Sur le conseil de mon professeur de combat, je demande un contrôle de ménopause par le conseil des Alphas. Je veux confirmer qu'Alpha Cassandra n'est plus en mesure de se reproduire. Je dois le prouver pour pouvoir lui prendre sa place. Si elle devient inféconde, elle perd son trône. Déborah approuve sans se douter de mes noirs desseins. Je vais m'emparer de tous les biens de Cassandra y compris son reproducteur. Je vais accéder à tous ses documents et commencer le démantèlement du réseau de délatrices. J'en ignore la taille. C'est une des choses que je vais devoir découvrir. Je vais détruire ce système en commençant par elle, le tyran qui m'a conçu.
Mais d'abord, je dois faire cesser la révolte des reproducteurs et faire remonter la natalité si je veux que mes sœurs espionnes me suivent. Pour cela, les conditions de vie des reproducteurs doivent changer rapidement. Pas radicalement, il faut y aller en douceur pour apaiser leur colère progressivement. Pour que quand ils soient plus libres, ils ne se retournent pas contre les femmes et mettent la vie de la gent féminine en danger.
Il faut que je fasse travailler les meilleures ingénieures sur un autre système de contrôle masculin. Un bracelet au lieu d'un collier, et des bracelets ne blessant pas les reproducteurs par le port permanent, ceux actuels leur écorchent la peau. J'ai de la chance. Les bracelets doux existent dans d'autres états. Secrètement, j'en fais importer en quantité de chez Déborah, qui m'assiste, persuadée d'avoir trouvé sa fille spirituelle.
Je profite de mon futur statut social pour m'accorder un peu de confort.

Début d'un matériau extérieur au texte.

// Error taxonomy for query construction, execution and assembly
use crate::domain::entity::EntityIdentity;
use crate::domain::provider::{EntityType, GroupBy, LogicalAttribute, ProviderId};
use crate::domain::query::AggregationMode;
use axum::{
    Json,
    http::StatusCode,
    response::{IntoResponse, Response},
};
use serde_json::json;
use thiserror::Error;

#[derive(Debug, Clone, Error)]
pub enum KafkaViewError {
    #[error("Unknown provider: {0}")]
    UnknownProvider(String),

    /// Non-fatal: the provider does not report this quantity.
    #[error("Provider {provider} has no mapping for attribute {attribute}")]
    UnsupportedAttribute {
        provider: ProviderId,
        attribute: LogicalAttribute,
    },

    #[error("No {mode} query template for {entity_type} on {provider} (group by {group_by:?})")]
    TemplateNotFound {
        provider: ProviderId,
        entity_type: EntityType,
        mode: AggregationMode,
        group_by: Option<GroupBy>,
    },

    #[error("Query for {provider} failed: {message}")]
    QueryExecutionFailure { provider: ProviderId, message: String },

    #[error("Duplicate entity identity: {0:?}")]
    DuplicateEntityIdentity(EntityIdentity),

    #[error("Request generation {generation} for view {view} was superseded")]
    Superseded { view: String, generation: u64 },
}

pub type Result<T> = std::result::Result<T, KafkaViewError>;

impl IntoResponse for KafkaViewError {
    fn into_response(self) -> Response {
        let status = match &self {
            KafkaViewError::UnknownProvider(_) => StatusCode::NOT_FOUND,
            KafkaViewError::UnsupportedAttribute { .. } => StatusCode::BAD_REQUEST,
            KafkaViewError::TemplateNotFound { .. } => StatusCode::UNPROCESSABLE_ENTITY,
            KafkaViewError::QueryExecutionFailure { .. } => StatusCode::BAD_GATEWAY,
            KafkaViewError::DuplicateEntityIdentity(_) => StatusCode::INTERNAL_SERVER_ERROR,
            KafkaViewError::Superseded { .. } => StatusCode::CONFLICT,
        };

        let body = Json(json!({
            "error": self.to_string(),
            "code": status.as_u16(),
        }));

        (status, body).into_response()
    }
}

Je me choisis une maison, grande avec un beau jardin de cinq mille mètres carrés arboré et une piscine couverte. Pas quelque chose de clinquant mais de confortable. Cinq chambres, deux salles de bains, un bureau, un grand salon et une cuisine. Je commence à la meubler et à remplir le frigo sans attirer les soupçons. Déborah me fait passer pour une Delta en devenir, provenant de son Etat. Cassandra n'y voit que du feu. Ma révolte silencieuse a débuté.